“哼,抱上迟凛大腿又怎么样,不过是个小情儿,再说了方安的制度在这,实习考核不合格也得滚蛋。”

“谁说不是呢,到时候谁能威胁到孙哥的地位?之后还得拜托哥替我向赵总说说好话。”

听到外面的议论声,江稚鱼破门而出,厕所门顿时发出“砰”的一声。

孙松抬眼也不害怕,直直看著江稚鱼,欠揍开口:“怎么?戳到你的痛处了?”

江稚鱼没说话,一旁的几人见情况不对连忙跑了出去。

江稚鱼看著孙松,眼神越来越冷。

孙松被他的神情吓了一跳,强压著恐惧开口:“你别乱来啊,我告诉你,你知道我是谁吗?你敢动我?”

江稚鱼轻笑撸起袖子,露出胳膊,拍了拍孙松的脸:“你不是说我抱上迟凛大腿了吗?你觉得我会怕?”

下一瞬,天昏地暗,两人扭打在一起,江稚鱼身形毕竟不占优势,对上将近200斤的体格显然吃力。

孙松趁江稚鱼不备一拳砸到他侧脸,江稚鱼吃痛,却咬牙摁住孙松的脖颈,用腿使劲往那一顶。

一名成年男性的力气不容小觑,又是最最脆弱的地方,孙松疼得嗷嗷叫唤,在地上打滚,肥硕的身体像是个气球一时半刻起不来。

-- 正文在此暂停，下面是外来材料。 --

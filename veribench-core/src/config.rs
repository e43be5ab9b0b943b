//! Per-Case Configuration
//!
//! Configuration is a concrete struct with enumerated, validated
//! fields: out-of-range values are rejected at registration time, not
//! silently ignored. Per-case overrides carry only the fields the case
//! author set and are merged over run-level defaults.

use std::time::Duration;

use serde::{Deserialize, Serialize};

use crate::error::ConfigError;

/// Confidence level for the margin of error.
///
/// Only the conventional levels are representable, which keeps the
/// critical-value tables exact and makes invalid levels a type error
/// rather than a runtime one.
#[derive(Debug, Clone, Copy, PartialEq, Eq, Default, Serialize, Deserialize)]
#[serde(rename_all = "lowercase")]
pub enum ConfidenceLevel {
    /// 90% two-sided interval.
    P90,
    /// 95% two-sided interval (default).
    #[default]
    P95,
    /// 99% two-sided interval.
    P99,
}

impl ConfidenceLevel {
    /// The level as a fraction (0.90, 0.95, 0.99).
    pub fn value(self) -> f64 {
        match self {
            ConfidenceLevel::P90 => 0.90,
            ConfidenceLevel::P95 => 0.95,
            ConfidenceLevel::P99 => 0.99,
        }
    }
}

/// Sample trimming policy applied before final statistics.
///
/// Trimming is never applied silently: the default is `None`, and the
/// engine reports how many samples a non-default policy discarded.
#[derive(Debug, Clone, Copy, PartialEq, Default, Serialize, Deserialize)]
#[serde(tag = "method", rename_all = "kebab-case")]
pub enum TrimPolicy {
    /// Keep every sample.
    #[default]
    None,
    /// Discard samples farther than `k` standard deviations from the mean.
    StdDev {
        /// Distance bound in standard deviations; must be positive.
        k: f64,
    },
    /// Discard samples outside the `[lower, upper]` percentile band.
    Percentile {
        /// Lower percentile bound, in `[0, 100)`.
        lower: f64,
        /// Upper percentile bound, in `(lower, 100]`.
        upper: f64,
    },
}

impl TrimPolicy {
    fn validate(&self) -> Result<(), ConfigError> {
        match *self {
            TrimPolicy::None => Ok(()),
            TrimPolicy::StdDev { k } => {
                if k > 0.0 && k.is_finite() {
                    Ok(())
                } else {
                    Err(ConfigError::TrimBound(format!(
                        "stddev multiplier must be positive and finite, got {k}"
                    )))
                }
            }
            TrimPolicy::Percentile { lower, upper } => {
                if (0.0..100.0).contains(&lower) && lower < upper && upper <= 100.0 {
                    Ok(())
                } else {
                    Err(ConfigError::TrimBound(format!(
                        "percentile band must satisfy 0 <= lower < upper <= 100, got [{lower}, {upper}]"
                    )))
                }
            }
        }
    }
}

/// Fully resolved configuration for measuring one case.
#[derive(Debug, Clone, PartialEq, Serialize, Deserialize)]
pub struct CaseConfig {
    /// Bound on the relative error introduced by clock quantization.
    /// Cycles are sized so a half-tick of uncertainty stays within it.
    pub target_relative_error: f64,
    /// Minimum number of samples before the run can complete.
    pub min_samples: usize,
    /// Minimum aggregate measured time before the run can complete.
    pub min_total_duration: Duration,
    /// Wall-clock cutoff; enforced only at cycle boundaries.
    pub max_run_duration: Duration,
    /// Confidence level for the reported margin of error.
    pub confidence_level: ConfidenceLevel,
    /// Outlier trimming applied before final statistics.
    pub trim: TrimPolicy,
}

impl Default for CaseConfig {
    fn default() -> Self {
        Self {
            target_relative_error: 0.01,
            min_samples: 5,
            min_total_duration: Duration::from_millis(500),
            max_run_duration: Duration::from_secs(5),
            confidence_level: ConfidenceLevel::default(),
            trim: TrimPolicy::default(),
        }
    }
}

impl CaseConfig {
    /// Check every field; called once at registration.
    pub fn validate(&self) -> Result<(), ConfigError> {
        if !(self.target_relative_error > 0.0 && self.target_relative_error < 1.0) {
            return Err(ConfigError::TargetRelativeError(self.target_relative_error));
        }
        if self.min_samples < 2 {
            return Err(ConfigError::MinSamples(self.min_samples));
        }
        if self.max_run_duration.is_zero() {
            return Err(ConfigError::ZeroMaxRunDuration);
        }
        if self.min_total_duration > self.max_run_duration {
            return Err(ConfigError::MinTotalExceedsMaxRun {
                min_total: self.min_total_duration,
                max_run: self.max_run_duration,
            });
        }
        self.trim.validate()
    }

    /// Merge per-case overrides over these defaults.
    pub fn resolve(&self, overrides: &CaseOverrides) -> CaseConfig {
        CaseConfig {
            target_relative_error: overrides
                .target_relative_error
                .unwrap_or(self.target_relative_error),
            min_samples: overrides.min_samples.unwrap_or(self.min_samples),
            min_total_duration: overrides
                .min_total_duration
                .unwrap_or(self.min_total_duration),
            max_run_duration: overrides
                .max_run_duration
                .unwrap_or(self.max_run_duration),
            confidence_level: overrides
                .confidence_level
                .unwrap_or(self.confidence_level),
            trim: overrides.trim.unwrap_or(self.trim),
        }
    }
}

/// Per-case configuration overrides; unset fields fall back to the
/// run-level defaults.
#[derive(Debug, Clone, Default, PartialEq, Serialize, Deserialize)]
pub struct CaseOverrides {
    /// Override for [`CaseConfig::target_relative_error`].
    pub target_relative_error: Option<f64>,
    /// Override for [`CaseConfig::min_samples`].
    pub min_samples: Option<usize>,
    /// Override for [`CaseConfig::min_total_duration`].
    pub min_total_duration: Option<Duration>,
    /// Override for [`CaseConfig::max_run_duration`].
    pub max_run_duration: Option<Duration>,
    /// Override for [`CaseConfig::confidence_level`].
    pub confidence_level: Option<ConfidenceLevel>,
    /// Override for [`CaseConfig::trim`].
    pub trim: Option<TrimPolicy>,
}
//! Run Orchestration
//!
//! A [`Run`] owns the clock, the run-level defaults, and the registered
//! cases. Executing it measures every case in registration order,
//! computes statistics, compares the complete cases, and assembles the
//! final [`RunReport`].
//!
//! A failure inside one case's work is caught and recorded on that
//! case's report; sibling cases still run to completion.

use std::panic::{catch_unwind, AssertUnwindSafe};
use std::time::Instant;

use tracing::{debug, warn};

use veribench_core::{
    Case, CaseConfig, Clock, ConfigError, CycleRunner, Error, MonotonicClock, RunnableCase,
};
use veribench_report::{build_report_meta, CaseReport, RunReport, RunSummary};
use veribench_stats::{compare_cases, compute_statistics, ComparisonResult, Statistics, StatsError};

/// Handle for a registered case, in registration order.
#[derive(Debug, Clone, Copy, PartialEq, Eq)]
pub struct CaseId(usize);

impl CaseId {
    /// Position of the case in the run's registry.
    pub fn index(self) -> usize {
        self.0
    }
}

/// A measurement run: clock, defaults, and the case registry.
pub struct Run {
    clock: Box<dyn Clock>,
    defaults: CaseConfig,
    cases: Vec<Box<dyn RunnableCase>>,
}

impl Run {
    /// A run against the monotonic system clock with default settings.
    ///
    /// Fails if the clock's resolution cannot be measured.
    pub fn new() -> Result<Self, Error> {
        let clock = MonotonicClock::new()?;
        Ok(Self::with_clock(clock))
    }

    /// A run against an explicit clock, usually a deterministic one in
    /// tests.
    pub fn with_clock(clock: impl Clock + 'static) -> Self {
        Self {
            clock: Box::new(clock),
            defaults: CaseConfig::default(),
            cases: Vec::new(),
        }
    }

    /// Replace the run-level defaults. The defaults are validated here
    /// so a bad configuration is rejected before anything is measured.
    pub fn with_defaults(mut self, defaults: CaseConfig) -> Result<Self, Error> {
        defaults.validate()?;
        self.defaults = defaults;
        Ok(self)
    }

    /// Register a case. Its resolved configuration is validated now,
    /// and its name must be unique within the run.
    pub fn register<S: 'static>(&mut self, case: Case<S>) -> Result<CaseId, Error> {
        self.defaults.resolve(case.overrides()).validate()?;
        if self.cases.iter().any(|c| c.name() == case.name()) {
            return Err(ConfigError::DuplicateName(case.name().to_string()).into());
        }
        self.cases.push(Box::new(case));
        Ok(CaseId(self.cases.len() - 1))
    }

    /// Number of registered cases.
    pub fn case_count(&self) -> usize {
        self.cases.len()
    }

    /// Measure every registered case and assemble the report.
    ///
    /// Cases run in registration order. A panic inside a case's setup,
    /// work, or teardown is recorded as that case's failure and does
    /// not abort the run.
    pub fn execute(&mut self) -> RunReport {
        let wall_start = Instant::now();
        let mut reports = Vec::with_capacity(self.cases.len());
        let mut measured: Vec<(String, Statistics)> = Vec::new();

        for case in &mut self.cases {
            let name = case.name().to_string();
            let config = self.defaults.resolve(case.overrides());
            debug!(case = %name, ?config, "measuring case");

            let outcome = catch_unwind(AssertUnwindSafe(|| {
                let mut runner = CycleRunner::new(self.clock.as_ref(), config.clone());
                runner.run(case.as_mut())
            }));

            let report = match outcome {
                Ok(Ok(run)) => match compute_statistics(&run.samples, &config, run.completion) {
                    Ok(stats) => {
                        debug!(
                            case = %name,
                            samples = stats.sample_count,
                            mean_ns = stats.mean_ns,
                            "case measured"
                        );
                        let report = CaseReport::measured(&name, &stats);
                        measured.push((name, stats));
                        report
                    }
                    Err(StatsError::InsufficientSamples { have }) => {
                        warn!(case = %name, samples = have, "not enough samples for statistics");
                        CaseReport::incomplete(&name, have)
                    }
                },
                Ok(Err(sizing)) => {
                    warn!(case = %name, %sizing, "cycle sizing failed");
                    let error = Error::CycleSizing {
                        case: name.clone(),
                        required: sizing.required,
                        attempts: sizing.attempts,
                    };
                    CaseReport::failed(&name, &error)
                }
                Err(panic) => {
                    let message = panic_message(panic);
                    warn!(case = %name, message = %message, "case panicked");
                    let error = Error::Work {
                        case: name.clone(),
                        message,
                    };
                    CaseReport::failed(&name, &error)
                }
            };
            reports.push(report);
        }

        let comparison = self.compare_measured(&measured);
        let summary = RunSummary::tally(&reports, wall_start.elapsed().as_secs_f64() * 1e3);

        RunReport {
            meta: build_report_meta(),
            cases: reports,
            comparison,
            summary,
        }
    }

    /// Compare the cases whose stopping rule was satisfied. Incomplete
    /// cases are excluded rather than failing the comparison.
    fn compare_measured(&self, measured: &[(String, Statistics)]) -> Option<ComparisonResult> {
        let comparable: Vec<(&str, &Statistics)> = measured
            .iter()
            .filter(|(name, stats)| {
                if stats.is_complete() {
                    true
                } else {
                    warn!(case = %name, "excluding incomplete case from comparison");
                    false
                }
            })
            .map(|(name, stats)| (name.as_str(), stats))
            .collect();

        if comparable.len() < 2 {
            return None;
        }
        match compare_cases(&comparable) {
            Ok(result) => Some(result),
            Err(err) => {
                warn!(%err, "comparison failed");
                None
            }
        }
    }
}

fn panic_message(panic: Box<dyn std::any::Any + Send>) -> String {
    if let Some(s) = panic.downcast_ref::<&str>() {
        s.to_string()
    } else if let Some(s) = panic.downcast_ref::<String>() {
        s.clone()
    } else {
        "Unknown panic".to_string()
    }
}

江稚鱼又往他脸上补了一拳,随后擦去嘴边的血迹,云淡风轻地洗干净手。

“去告状吧,我等著。”

下午两点,沉文急匆匆推开办公室。

“迟总,江少爷不见了。”

迟凛签文件的手一颤,钢笔在文件上划过一条长痕。

监控室内,在看到江稚鱼往东边去了,迟凛的脸色沉得有些吓人。

东边,华灯会所,江城最大的顶级娱乐场所。

想到那里是干什的,迟凛攥紧了拳头,随即开车跟了过去。